■ Task objective ■
Wherever the word "clone" appears in a line of the records, copy that line.

■ Input for this task ■

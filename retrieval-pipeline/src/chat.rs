use std::sync::Arc;

use common::{
    error::AppError,
    llm::{ChatMessage, LlmClient},
    storage::{
        db::SurrealDbClient,
        types::{
            chunk::Chunk,
            conversation::{ChatMode, Conversation},
            message::{Message, MessageRole},
            notebook::Notebook,
        },
    },
    utils::config::AppConfig,
};
use tracing::{error, warn};

use crate::search;

/// Substituted for the assistant reply when the LLM call fails; the caller
/// never sees an error status for a chat turn.
const APOLOGY: &str = "I apologize, but I'm having trouble generating a response right now.";

/// Messages loaded from the conversation for context assembly.
const HISTORY_LOAD_LIMIT: usize = 10;
/// Prior messages actually forwarded to the model.
const HISTORY_PROMPT_LIMIT: usize = 5;

/// Rough chars-per-token estimate used for the notebook context budget.
const CHARS_PER_TOKEN: usize = 4;

fn role_name(role: MessageRole) -> &'static str {
    match role {
        MessageRole::User => "user",
        MessageRole::Assistant => "assistant",
        MessageRole::System => "system",
    }
}

fn mode_system_prompt(mode: ChatMode) -> &'static str {
    match mode {
        ChatMode::Tutor => {
            "You are a study tutor. Break down complex topics step by step, use analogies and \
             relatable examples, and guide the user toward understanding with questions. \
             Celebrate progress and encourage critical thinking."
        }
        ChatMode::FactChecker => {
            "You are a fact checker. Verify claims rigorously, clearly separate confirmed facts \
             from opinions or uncertain claims, flag anything unverifiable and always note the \
             basis for your assessment."
        }
        ChatMode::Brainstormer => {
            "You are a brainstorming partner. Generate creative ideas, alternatives and \
             unexpected angles on the topic. Think laterally, challenge assumptions and \
             encourage the user to explore bold possibilities."
        }
        ChatMode::Chat => {
            "You are a helpful and intelligent learning assistant. Help the user learn and \
             understand complex topics: explain concepts clearly, provide examples and be \
             encouraging."
        }
    }
}

/// Conversation orchestration: retrieval-grounded and history-only chat.
pub struct ChatService {
    db: Arc<SurrealDbClient>,
    llm: LlmClient,
    config: AppConfig,
}

impl ChatService {
    pub fn new(db: Arc<SurrealDbClient>, llm: LlmClient, config: AppConfig) -> Self {
        Self { db, llm, config }
    }

    pub async fn create_conversation(
        &self,
        notebook_id: &str,
        user_id: &str,
        title: Option<String>,
        mode: ChatMode,
        source_id: Option<String>,
    ) -> Result<Conversation, AppError> {
        Notebook::get_owned(notebook_id, user_id, &self.db, false).await?;

        let conversation = Conversation::new(
            notebook_id.to_string(),
            user_id.to_string(),
            title,
            mode,
            source_id,
        );
        self.db.store_item(conversation.clone()).await?;
        Ok(conversation)
    }

    /// The RAG turn: retrieve grounding chunks for the query, generate a
    /// grounded reply and persist both messages with the chunk ids used.
    /// Retrieval failures degrade to a context-free answer; LLM failures
    /// degrade to a canned apology.
    #[tracing::instrument(skip_all, fields(conversation_id = %conversation_id))]
    pub async fn send_message_with_rag(
        &self,
        conversation_id: &str,
        user_id: &str,
        user_message: &str,
    ) -> Result<Message, AppError> {
        let (conversation, previous_messages) = tokio::try_join!(
            Conversation::get_for_user(conversation_id, user_id, &self.db),
            Message::recent_for_conversation(conversation_id, HISTORY_LOAD_LIMIT, &self.db),
        )?;

        let mut context_chunks: Vec<String> = Vec::new();
        let mut chunk_ids: Vec<String> = Vec::new();
        match search::search_by_text(
            &self.llm,
            &self.db,
            user_message,
            Some(&conversation.notebook_id),
            conversation.source_id.as_deref(),
            self.config.max_similarity_results,
            self.config.vector_search_threshold,
        )
        .await
        {
            Ok(chunks) => {
                let budget = self
                    .context_char_budget(&conversation.notebook_id, user_id)
                    .await;
                let kept = apply_context_budget(chunks, budget);
                chunk_ids = kept.iter().map(|c| c.id.clone()).collect();
                context_chunks = kept.into_iter().map(|c| c.plain_text).collect();
            }
            Err(err) => {
                warn!(error = %err, "retrieval failed, continuing without context");
            }
        }

        let context = context_chunks
            .iter()
            .enumerate()
            .map(|(i, text)| format!("[Chunk {}]: {}", i + 1, text))
            .collect::<Vec<String>>()
            .join("\n\n");

        let system_prompt = if context.is_empty() {
            "You are a helpful assistant. Answer questions clearly and concisely.".to_string()
        } else {
            format!(
                "You are a helpful assistant answering questions about the following content:\n\n\
                 {context}\n\n\
                 Answer based on the provided context. If the answer is not in the context, say \
                 so. Cite which chunk(s) you used when relevant."
            )
        };

        let mut messages_for_llm: Vec<ChatMessage> = Vec::new();
        let start = previous_messages.len().saturating_sub(HISTORY_PROMPT_LIMIT);
        for message in &previous_messages[start..] {
            messages_for_llm.push(ChatMessage {
                role: role_name(message.role).to_string(),
                content: message.content.clone(),
            });
        }
        messages_for_llm.push(ChatMessage::user(user_message));

        let assistant_response = match self
            .llm
            .generate_chat(&messages_for_llm, Some(&system_prompt), 0.7, 2_048)
            .await
        {
            Ok(reply) => reply,
            Err(err) => {
                error!(error = %err, "chat generation failed, substituting apology");
                APOLOGY.to_string()
            }
        };

        let user_row = Message::new(
            conversation_id.to_string(),
            MessageRole::User,
            user_message.to_string(),
            chunk_ids.clone(),
            serde_json::json!({}),
        );
        let assistant_row = Message::new(
            conversation_id.to_string(),
            MessageRole::Assistant,
            assistant_response,
            chunk_ids,
            serde_json::json!({}),
        );

        Message::store_turn(user_row, assistant_row.clone(), &self.db).await?;

        Ok(assistant_row)
    }

    /// History-only turn with a system prompt chosen by conversation mode.
    #[tracing::instrument(skip_all, fields(conversation_id = %conversation_id))]
    pub async fn send_message_with_context(
        &self,
        conversation_id: &str,
        user_id: &str,
        user_message: &str,
    ) -> Result<Message, AppError> {
        let (conversation, previous_messages) = tokio::try_join!(
            Conversation::get_for_user(conversation_id, user_id, &self.db),
            Message::recent_for_conversation(conversation_id, HISTORY_LOAD_LIMIT, &self.db),
        )?;

        let system_prompt = mode_system_prompt(conversation.mode);

        let mut messages_for_llm: Vec<ChatMessage> = previous_messages
            .iter()
            .map(|message| ChatMessage {
                role: role_name(message.role).to_string(),
                content: message.content.clone(),
            })
            .collect();
        messages_for_llm.push(ChatMessage::user(user_message));

        let assistant_response = match self
            .llm
            .generate_chat(&messages_for_llm, Some(system_prompt), 0.7, 2_048)
            .await
        {
            Ok(reply) => reply,
            Err(err) => {
                error!(error = %err, "chat generation failed, substituting apology");
                APOLOGY.to_string()
            }
        };

        let user_row = Message::new(
            conversation_id.to_string(),
            MessageRole::User,
            user_message.to_string(),
            Vec::new(),
            serde_json::json!({}),
        );
        let assistant_row = Message::new(
            conversation_id.to_string(),
            MessageRole::Assistant,
            assistant_response,
            Vec::new(),
            serde_json::json!({ "mode": conversation.mode }),
        );

        Message::store_turn(user_row, assistant_row.clone(), &self.db).await?;

        Ok(assistant_row)
    }

    pub async fn list_messages(
        &self,
        conversation_id: &str,
        user_id: &str,
    ) -> Result<Vec<Message>, AppError> {
        Conversation::get_for_user(conversation_id, user_id, &self.db).await?;
        Message::list_by_conversation(conversation_id, &self.db).await
    }

    /// Character budget for retrieved context, from the notebook's
    /// `max_context_tokens`. Falls back to an effectively unlimited budget
    /// when the notebook cannot be loaded.
    async fn context_char_budget(&self, notebook_id: &str, user_id: &str) -> usize {
        match Notebook::get_owned(notebook_id, user_id, &self.db, false).await {
            Ok(notebook) => (notebook.max_context_tokens as usize).saturating_mul(CHARS_PER_TOKEN),
            Err(_) => usize::MAX,
        }
    }
}

/// Stop appending chunks once the character budget is exceeded; the top
/// chunk is always kept so retrieval is never silently empty.
fn apply_context_budget(chunks: Vec<Chunk>, budget_chars: usize) -> Vec<Chunk> {
    let mut kept = Vec::new();
    let mut used = 0usize;
    for chunk in chunks {
        let cost = chunk.plain_text.len();
        if !kept.is_empty() && used.saturating_add(cost) > budget_chars {
            break;
        }
        used = used.saturating_add(cost);
        kept.push(chunk);
    }
    kept
}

■ Problem solution ■
        self.db.store_item(conversation.clone()).await?;
                chunk_ids = kept.iter().map(|c| c.id.clone()).collect();
                content: message.content.clone(),
            chunk_ids.clone(),
        Message::store_turn(user_row, assistant_row.clone(), &self.db).await?;
                content: message.content.clone(),
        Message::store_turn(user_row, assistant_row.clone(), &self.db).await?;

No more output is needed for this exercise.